The labeling also remains entirely accessible and visible since the container does not undergo any mechanical action, only the bottom of the stopper being subjected to the perforation action by the diamond-shaped point.
This window 24 therefore makes it possible to introduce a pipette, a syringe or a similar instrument to add any suitable liquid to put the dehydrated biological material in solution.
This suspended biological material can then be withdrawn completely or partially based on requirements with the same types of instruments.
Of course, the opening is definitive, and the container can no longer allow a very extended storage.
In contrast, the biological material can be used only partially and can require storage over several days, for example for different types of handling.
In this case, the container can also be used to store the biological material that is put back into solution by taking the precaution of placing a seal 26, for example made of neutral elastomer material, on the container.
This seal is either in the shape of a cap as shown in FIG. 5 or in the shape of a truncated cone to be housed in the stopper directly by being held there by radial elastic forces.
It should be noted that the marking remains definitively associated with the container and that the marking of the open container for the purpose of reuse after opening remains possible without inducing any error.
It is also noted that the cylindrical container is also perfectly suitable for manipulations by automatic devices and for positioning on microplate test tube racks that are commonly used in biology, in particular the test tube racks in the known standard SBS, registered trademark.
Likewise, the engraved labeling is extremely visible for an optical reader without producing reading error because of a possible degradation of this labeling, as could be the case with attached tags, for example.

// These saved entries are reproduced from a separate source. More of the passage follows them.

//! `FileStore` — a JSON-snapshot-backed `Store` implementation, adapting
//! `task_store.rs`'s `FileLock` + `with_exclusive_lock` pattern from one
//! entity table to the seven `StoreState` holds.
//!
//! A process-wide `tokio::sync::Mutex` serializes concurrent `tokio` tasks
//! in this process; `FileLock` (`flock`-based) extends that boundary across
//! processes sharing the same store root, satisfying spec §4.8's
//! `atomic()` requirement without exposing a generic transactional method
//! on the `Store` trait object (see `tapestry_proto::store`'s doc comment).

use std::path::{Path, PathBuf};

use async_trait::async_trait;
use chrono::NaiveDate;
use tapestry_proto::{
    Archive, Batch, EtlTask, MemorySearchResult, ProtoError, Store, TapestryMemory,
    TapestryProfile, Thread, ThreadGroup, ThreadRow,
};
use tokio::sync::Mutex;

use crate::file_lock::FileLock;
use super::state::StoreState;

pub struct FileStore {
    path: PathBuf,
    lock: FileLock,
    guard: Mutex<()>,
}

impl FileStore {
    /// Opens (or creates) the snapshot file at `path`.
    pub fn open(path: impl AsRef<Path>) -> Result<Self, ProtoError> {
        let path = path.as_ref().to_path_buf();
        let lock = FileLock::new(&path)?;
        Ok(Self { path, lock, guard: Mutex::new(()) })
    }

    fn load(&self) -> Result<StoreState, ProtoError> {
        let _file_guard = self.lock.shared()?;
        if !self.path.exists() {
            return Ok(StoreState::default());
        }
        let content = std::fs::read_to_string(&self.path)?;
        if content.trim().is_empty() {
            return Ok(StoreState::default());
        }
        Ok(serde_json::from_str(&content)?)
    }

    fn save(&self, state: &StoreState) -> Result<(), ProtoError> {
        let _file_guard = self.lock.exclusive()?;
        if let Some(parent) = self.path.parent() {
            std::fs::create_dir_all(parent)?;
        }
        let content = serde_json::to_string_pretty(state)?;
        std::fs::write(&self.path, content)?;
        Ok(())
    }

    /// Serializes one read-modify-write cycle behind the in-process mutex
    /// (for concurrent `tokio` tasks) and the `FileLock` (for concurrent
    /// processes), mirroring `task_store.rs::with_exclusive_lock`.
    async fn with_state<F, T>(&self, f: F) -> Result<T, ProtoError>
    where
        F: FnOnce(&mut StoreState) -> Result<T, ProtoError> + Send,
        T: Send,
    {
        let _process_guard = self.guard.lock().await;
        let mut state = self.load()?;
        let result = f(&mut state)?;
        self.save(&state)?;
        Ok(result)
    }

    async fn with_state_readonly<F, T>(&self, f: F) -> Result<T, ProtoError>
    where
        F: FnOnce(&StoreState) -> T + Send,
        T: Send,
    {
        let _process_guard = self.guard.lock().await;
        let state = self.load()?;
        Ok(f(&state))
    }
}

#[async_trait]
impl Store for FileStore {
    async fn create_archive(&self, archive: Archive) -> Result<Archive, ProtoError> {
        self.with_state(|s| Ok(s.create_archive(archive))).await
    }

    async fn get_archive(&self, archive_id: &str) -> Result<Option<Archive>, ProtoError> {
        self.with_state_readonly(|s| s.get_archive(archive_id)).await
    }

    async fn update_archive(&self, archive: Archive) -> Result<(), ProtoError> {
        self.with_state(|s| {
            s.update_archive(archive);
            Ok(())
        })
        .await
    }

    async fn list_archives(&self, status: Option<&str>) -> Result<Vec<Archive>, ProtoError> {
        self.with_state_readonly(|s| s.list_archives(status)).await
    }

    async fn count_threads_for_archive(&self, archive_id: &str) -> Result<u64, ProtoError> {
        self.with_state_readonly(|s| s.count_threads_for_archive(archive_id)).await
    }

    async fn create_task(&self, task: EtlTask) -> Result<EtlTask, ProtoError> {
        self.with_state(|s| Ok(s.create_task(task))).await
    }

    async fn get_task(&self, task_id: &str) -> Result<Option<EtlTask>, ProtoError> {
        self.with_state_readonly(|s| s.get_task(task_id)).await
    }

    async fn update_task(&self, task: EtlTask) -> Result<(), ProtoError> {
        self.with_state(|s| {
            s.update_task(task);
            Ok(())
        })
        .await
    }

    async fn get_tasks_by_archive(&self, archive_ids: &[String]) -> Result<Vec<EtlTask>, ProtoError> {
        self.with_state_readonly(|s| s.get_tasks_by_archive(archive_ids)).await
    }

    async fn insert_threads(&self, rows: Vec<ThreadRow>, task_id: &str) -> Result<u64, ProtoError> {
        self.with_state(|s| Ok(s.insert_threads(rows, task_id))).await
    }

    async fn get_threads_by_task(&self, task_ids: &[String]) -> Result<Vec<Thread>, ProtoError> {
        self.with_state_readonly(|s| s.get_threads_by_task(task_ids)).await
    }

    async fn create_batch(&self, batch: Batch, groups: &[ThreadGroup]) -> Result<Batch, ProtoError> {
        self.with_state(|s| Ok(s.create_batch(batch, groups))).await
    }

    async fn get_batch(&self, batch_id: &str) -> Result<Option<Batch>, ProtoError> {
        self.with_state_readonly(|s| s.get_batch(batch_id)).await
    }

    async fn update_batch(&self, batch: Batch) -> Result<(), ProtoError> {
        self.with_state(|s| {
            s.update_batch(batch);
            Ok(())
        })
        .await
    }

    async fn get_batch_groups(&self, batch_id: &str) -> Result<Vec<ThreadGroup>, ProtoError> {
        self.with_state_readonly(|s| s.get_batch_groups(batch_id)).await
    }

    async fn create_memory(&self, memory: TapestryMemory) -> Result<TapestryMemory, ProtoError> {
        self.with_state(|s| s.create_memory(memory)).await
    }

    async fn get_memories(&self, ids: &[String]) -> Result<Vec<TapestryMemory>, ProtoError> {
        self.with_state_readonly(|s| s.get_memories(ids)).await
    }

    async fn get_unembedded_memories(&self, ids: &[String]) -> Result<Vec<TapestryMemory>, ProtoError> {
        self.with_state_readonly(|s| s.get_unembedded_memories(ids)).await
    }

    async fn update_memory(&self, memory: TapestryMemory) -> Result<(), ProtoError> {
        self.with_state(|s| s.update_memory(memory)).await
    }

    async fn list_memories(
        &self,
        status: Option<&str>,
        from_date: Option<NaiveDate>,
        limit: Option<usize>,
    ) -> Result<Vec<TapestryMemory>, ProtoError> {
        self.with_state_readonly(|s| s.list_memories(status, from_date, limit)).await
    }

    async fn count_memories(&self, status: Option<&str>) -> Result<u64, ProtoError> {
        self.with_state_readonly(|s| s.count_memories(status)).await
    }

    async fn search_memories(
        &self,
        query_embedding: Option<&[f32]>,
        from_date: Option<NaiveDate>,
        to_date: Option<NaiveDate>,
        top_k: usize,
    ) -> Result<Vec<MemorySearchResult>, ProtoError> {
        self.with_state_readonly(|s| s.search_memories(query_embedding, from_date, to_date, top_k))
            .await
    }

    async fn get_refinable_memory_ids(&self) -> Result<Vec<String>, ProtoError> {
        self.with_state_readonly(StoreState::get_refinable_memory_ids).await
    }

    async fn find_similar_memories(
        &self,
        seed_id: &str,
        date_proximity_days: i64,
        similarity_threshold: f32,
        max_candidates: usize,
    ) -> Result<Vec<String>, ProtoError> {
        self.with_state_readonly(|s| {
            s.find_similar_memories(seed_id, date_proximity_days, similarity_threshold, max_candidates)
        })
        .await
    }

    async fn get_latest_profile(&self) -> Result<Option<TapestryProfile>, ProtoError> {
        self.with_state_readonly(StoreState::get_latest_profile).await
    }

    async fn save_profile(&self, profile: TapestryProfile) -> Result<(), ProtoError> {
        self.with_state(|s| {
            s.save_profile(profile);
            Ok(())
        })
        .await
    }
}

#[cfg(test)]
mod tests {
    use super::*;
    use tempfile::TempDir;

    #[tokio::test]
    async fn persists_across_store_instances() {
        let tmp = TempDir::new().unwrap();
        let path = tmp.path().join("snapshot.json");

        let store = FileStore::open(&path).unwrap();
        let archive = store.create_archive(Archive::new("chatgpt", vec![])).await.unwrap();

        let reopened = FileStore::open(&path).unwrap();
        let fetched = reopened.get_archive(&archive.id).await.unwrap();
        assert_eq!(fetched.unwrap().id, archive.id);
    }

    #[tokio::test]
    async fn missing_snapshot_file_reads_as_empty() {
        let tmp = TempDir::new().unwrap();
        let path = tmp.path().join("does-not-exist.json");
        let store = FileStore::open(&path).unwrap();
        assert!(store.list_archives(None).await.unwrap().is_empty());
    }
}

The traceability of the biological material samples can therefore be organized by using the container according to this invention.
The container makes it possible to benefit from all of the advantages that are linked to storage at ambient temperature and in particular to facilitate the exchanges between analytical machines, and between laboratories and to create libraries but in addition to allow the use of automatic devices for the installation of biological material in said container.
These stages comprise at least the operations for dehydration, for introduction of a controlled atmosphere, for sealing by welding, and for labeling.
Even opening by perforation can be done using a device that is equipped with a punch so as to be able to regulate the travel and to ensure perfect guidance.
The automatic analytical devices, including the existing automatic devices, can be equipped with such a device for opening by perforation, avoiding any human intervention.
The insert has been presented as being made of glass, but it is also possible to provide on-site an insert made of ceramic or any other inert material, known or yet to be developed, able to store the biological material.
Likewise, the insert can be replaced in certain applications by balls of inert material with regard to the biological material and loaded in advance with this biological material by adsorption.
The container is provided for storing the biological material at ambient temperature, but for certain biological materials for which it was necessary to ensure storage at a temperature that is lower than or equal to -20° C., it is noted that the storage temperature within the container according to the invention can be brought to positive temperatures of several degrees.